_Exercise input_
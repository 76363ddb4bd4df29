//! Migration: Create the users table.

use sea_orm_migration::prelude::*;

#[derive(DeriveMigrationName)]
pub struct Migration;

#[async_trait::async_trait]
impl MigrationTrait for Migration {
    async fn up(&self, manager: &SchemaManager) -> Result<(), DbErr> {
        manager
            .create_table(
                Table::create()
                    .table(Users::Table)
                    .if_not_exists()
                    .col(ColumnDef::new(Users::Id).uuid().not_null().primary_key())
                    .col(
                        ColumnDef::new(Users::Username)
                            .string_len(255)
                            .not_null()
                            .unique_key(),
                    )
                    .col(
                        ColumnDef::new(Users::Email)
                            .string_len(255)
                            .not_null()
                            .unique_key(),
                    )
                    .col(
                        ColumnDef::new(Users::Phone)
                            .string_len(10)
                            .not_null()
                            .unique_key(),
                    )
                    .col(
                        ColumnDef::new(Users::UserType)
                            .small_integer()
                            .not_null()
                            .default(2),
                    )
                    .col(ColumnDef::new(Users::TeamName).string_len(50).null())
                    .col(ColumnDef::new(Users::Skill).string_len(200).null())
                    .col(ColumnDef::new(Users::Location).string_len(30).not_null())
                    .col(
                        ColumnDef::new(Users::IsActive)
                            .boolean()
                            .not_null()
                            .default(true),
                    )
                    .col(
                        ColumnDef::new(Users::IsStaff)
                            .boolean()
                            .not_null()
                            .default(false),
                    )
                    .col(
                        ColumnDef::new(Users::IsAdmin)
                            .boolean()
                            .not_null()
                            .default(false),
                    )
                    .col(ColumnDef::new(Users::PasswordHash).string_len(255).not_null())
                    .col(
                        ColumnDef::new(Users::LastLogin)
                            .timestamp_with_time_zone()
                            .null(),
                    )
                    .col(
                        ColumnDef::new(Users::CreatedAt)
                            .timestamp_with_time_zone()
                            .not_null(),
                    )
                    .col(
                        ColumnDef::new(Users::UpdatedAt)
                            .timestamp_with_time_zone()
                            .not_null(),
                    )
                    .to_owned(),
            )
            .await
    }

    async fn down(&self, manager: &SchemaManager) -> Result<(), DbErr> {
        manager
            .drop_table(Table::drop().table(Users::Table).to_owned())
            .await
    }
}

#[derive(Iden)]
enum Users {
    Table,
    Id,
    Username,
    Email,
    Phone,
    UserType,
    TeamName,
    Skill,
    Location,
    IsActive,
    IsStaff,
    IsAdmin,
    PasswordHash,
    LastLogin,
    CreatedAt,
    UpdatedAt,
}
// SPDX-License-Identifier: BSD-3-Clause
// Copyright 2025. Triad National Security, LLC.

//! A tagged-variant value used to carry heterogeneous `args`/`kwargs` through
//! decoder -> handler -> encoder for codecs B and P, per the "Dynamic argument lists" design note.

use std::collections::BTreeMap;
use std::fmt;

/// A dynamically-typed value flowing through the binary and pickled codecs.
#[derive(Debug, Clone, PartialEq)]
pub enum Value {
    Nil,
    Bool(bool),
    Int(i64),
    Float(f64),
    Str(String),
    Bytes(Vec<u8>),
    Array(Vec<Value>),
    Map(BTreeMap<String, Value>),
}

impl Value {
    pub fn is_nil(&self) -> bool {
        matches!(self, Value::Nil)
    }

    pub fn as_str(&self) -> Option<&str> {
        match self {
            Value::Str(s) => Some(s.as_str()),
            _ => None,
        }
    }

    pub fn as_i64(&self) -> Option<i64> {
        match self {
            Value::Int(i) => Some(*i),
            _ => None,
        }
    }

    /// Renders this value as the raw bytes a codec-S/U response body carries (§4.4-§4.5): `Bytes`
    /// passes through untouched, `Str` is encoded with the connection's text encoding, and every
    /// other variant falls back to its `Display` form -- there is no wire representation for a
    /// nested array/map in these two codecs, so stringifying is the best a non-stream result gets.
    pub fn to_wire_bytes(&self, encoding: crate::text_encoding::TextEncoding) -> Vec<u8> {
        match self {
            Value::Bytes(b) => b.clone(),
            Value::Str(s) => encoding.encode(s),
            other => encoding.encode(&other.to_string()),
        }
    }
}

impl fmt::Display for Value {
    fn fmt(&self, f: &mut fmt::Formatter<'_>) -> fmt::Result {
        match self {
            Value::Nil => write!(f, "nil"),
            Value::Bool(b) => write!(f, "{b}"),
            Value::Int(i) => write!(f, "{i}"),
            Value::Float(x) => write!(f, "{x}"),
            Value::Str(s) => write!(f, "{s}"),
            Value::Bytes(b) => write!(f, "<{} bytes>", b.len()),
            Value::Array(items) => {
                write!(f, "[")?;
                for (i, v) in items.iter().enumerate() {
                    if i > 0 {
                        write!(f, ", ")?;
                    }
                    write!(f, "{v}")?;
                }
                write!(f, "]")
            }
            Value::Map(m) => {
                write!(f, "{{")?;
                for (i, (k, v)) in m.iter().enumerate() {
                    if i > 0 {
                        write!(f, ", ")?;
                    }
                    write!(f, "{k}: {v}")?;
                }
                write!(f, "}}")
            }
        }
    }
}

impl From<&str> for Value {
    fn from(s: &str) -> Self {
        Value::Str(s.to_string())
    }
}

impl From<String> for Value {
    fn from(s: String) -> Self {
        Value::Str(s)
    }
}

impl From<i64> for Value {
    fn from(i: i64) -> Self {
        Value::Int(i)
    }
}

impl From<rmpv::Value> for Value {
    fn from(v: rmpv::Value) -> Self {
        use rmpv::Value as R;
        match v {
            R::Nil => Value::Nil,
            R::Boolean(b) => Value::Bool(b),
            R::Integer(i) => Value::Int(i.as_i64().unwrap_or_default()),
            R::F32(x) => Value::Float(x as f64),
            R::F64(x) => Value::Float(x),
            R::String(s) => Value::Str(s.into_str().unwrap_or_default()),
            R::Binary(b) => Value::Bytes(b),
            R::Array(items) => Value::Array(items.into_iter().map(Value::from).collect()),
            R::Map(entries) => {
                let mut map = BTreeMap::new();
                for (k, v) in entries {
                    let key = k.as_str().map(str::to_string).unwrap_or_else(|| k.to_string());
                    map.insert(key, Value::from(v));
                }
                Value::Map(map)
            }
            R::Ext(_, data) => Value::Bytes(data),
        }
    }
}

impl From<Value> for rmpv::Value {
    fn from(v: Value) -> Self {
        use rmpv::Value as R;
        match v {
            Value::Nil => R::Nil,
            Value::Bool(b) => R::Boolean(b),
            Value::Int(i) => R::Integer(i.into()),
            Value::Float(x) => R::F64(x),
            Value::Str(s) => R::String(s.into()),
            Value::Bytes(b) => R::Binary(b),
            Value::Array(items) => R::Array(items.into_iter().map(rmpv::Value::from).collect()),
            Value::Map(m) => R::Map(
                m.into_iter()
                    .map(|(k, v)| (R::String(k.into()), rmpv::Value::from(v)))
                    .collect(),
            ),
        }
    }
}
// SPDX-License-Identifier: BSD-3-Clause
// Copyright 2025. Triad National Security, LLC.

//! Codec U -- URL-form, "URIHTTP:" (§4.5). Requests are a fixed 512-byte, space-padded URL-like
//! string; responses reuse codec S's 30-byte header. Decoding follows
//! `original_source/mprpc/server_tornado.py`'s `decode_urihttp` rule-for-rule.

use std::collections::BTreeMap;

use percent_encoding::percent_decode_str;

use crate::error::ProtocolError;
use crate::message::{Codec, Request};
use crate::text_encoding::TextEncoding;
use crate::value::Value;

/// The distinguished kwarg that becomes `msg_id` and is never passed through to the handler.
const MSG_ID_KEY: &str = "msgsysid";

/// Decodes a codec-U payload (already stripped of its 512-byte padding by the caller) into a
/// `Request`. `raw` is decoded with `encoding` before parsing; the percent-escapes inside query
/// values are always interpreted as UTF-8 bytes regardless of `encoding`, matching the source's
/// treatment of `%XX` escapes as a separate, codec-independent layer.
pub fn decode_request(raw: &[u8], encoding: TextEncoding) -> Result<Request, ProtocolError> {
    let decoded = encoding.decode(raw);
    let mut payload = decoded.trim().to_string();

    if !payload.contains('?') && payload.contains('|') {
        payload = payload.replacen('|', "?", 1);
    }

    let (path_part, query_part) = match payload.split_once('?') {
        Some((path, query)) => {
            let query = query.split('#').next().unwrap_or("");
            (path.to_string(), query.to_string())
        }
        None => (payload.clone(), String::new()),
    };

    let segments: Vec<&str> = path_part
        .trim_matches('/')
        .split('/')
        .map(str::trim)
        .filter(|s| !s.is_empty())
        .collect();

    let method_name = segments.first().copied().unwrap_or("").to_string();
    let method_name = if method_name.is_empty() {
        "default".to_string()
    } else {
        method_name
    };

    let args: Vec<Value> = segments
        .iter()
        .skip(1)
        .map(|s| Value::Str(s.to_string()))
        .collect();

    let mut kwargs = BTreeMap::new();
    for pair in query_part.split('&') {
        if pair.is_empty() {
            continue;
        }
        let Some((key, raw_value)) = pair.split_once('=') else {
            continue;
        };
        let value = if raw_value.contains('%') {
            percent_decode_str(raw_value)
                .decode_utf8()
                .map(|s| s.into_owned())
                .unwrap_or_else(|_| raw_value.to_string())
        } else {
            raw_value.to_string()
        };
        kwargs.insert(key.to_string(), Value::Str(value));
    }

    let msg_id = match kwargs.remove(MSG_ID_KEY) {
        Some(Value::Str(s)) => s
            .parse()
            .map_err(|_| ProtocolError::Decode(format!("invalid {MSG_ID_KEY}: {s:?}")))?,
        _ => 0,
    };

    Ok(Request {
        codec: Codec::UriHttp,
        msg_id,
        method_name,
        args,
        kwargs,
    })
}

/// Builds a codec-U request payload, for client use and round-trip tests. Does not pad to the
/// wire's fixed 512-byte width -- that is the caller's responsibility.
pub fn encode_request(method_name: &str, args: &[&str], kwargs: &BTreeMap<String, String>, msg_id: i64) -> String {
    let mut path = method_name.to_string();
    for arg in args {
        path.push('/');
        path.push_str(arg);
    }

    let mut all_kwargs = kwargs.clone();
    all_kwargs.insert(MSG_ID_KEY.to_string(), msg_id.to_string());

    let query: Vec<String> = all_kwargs
        .iter()
        .map(|(k, v)| format!("{k}={v}"))
        .collect();

    format!("{path}?{}", query.join("&"))
}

_Activity_
Where a line above contains the word "segments", copy that line.

_Exercise result_
    let segments: Vec<&str> = path_part
    let method_name = segments.first().copied().unwrap_or("").to_string();
    let args: Vec<Value> = segments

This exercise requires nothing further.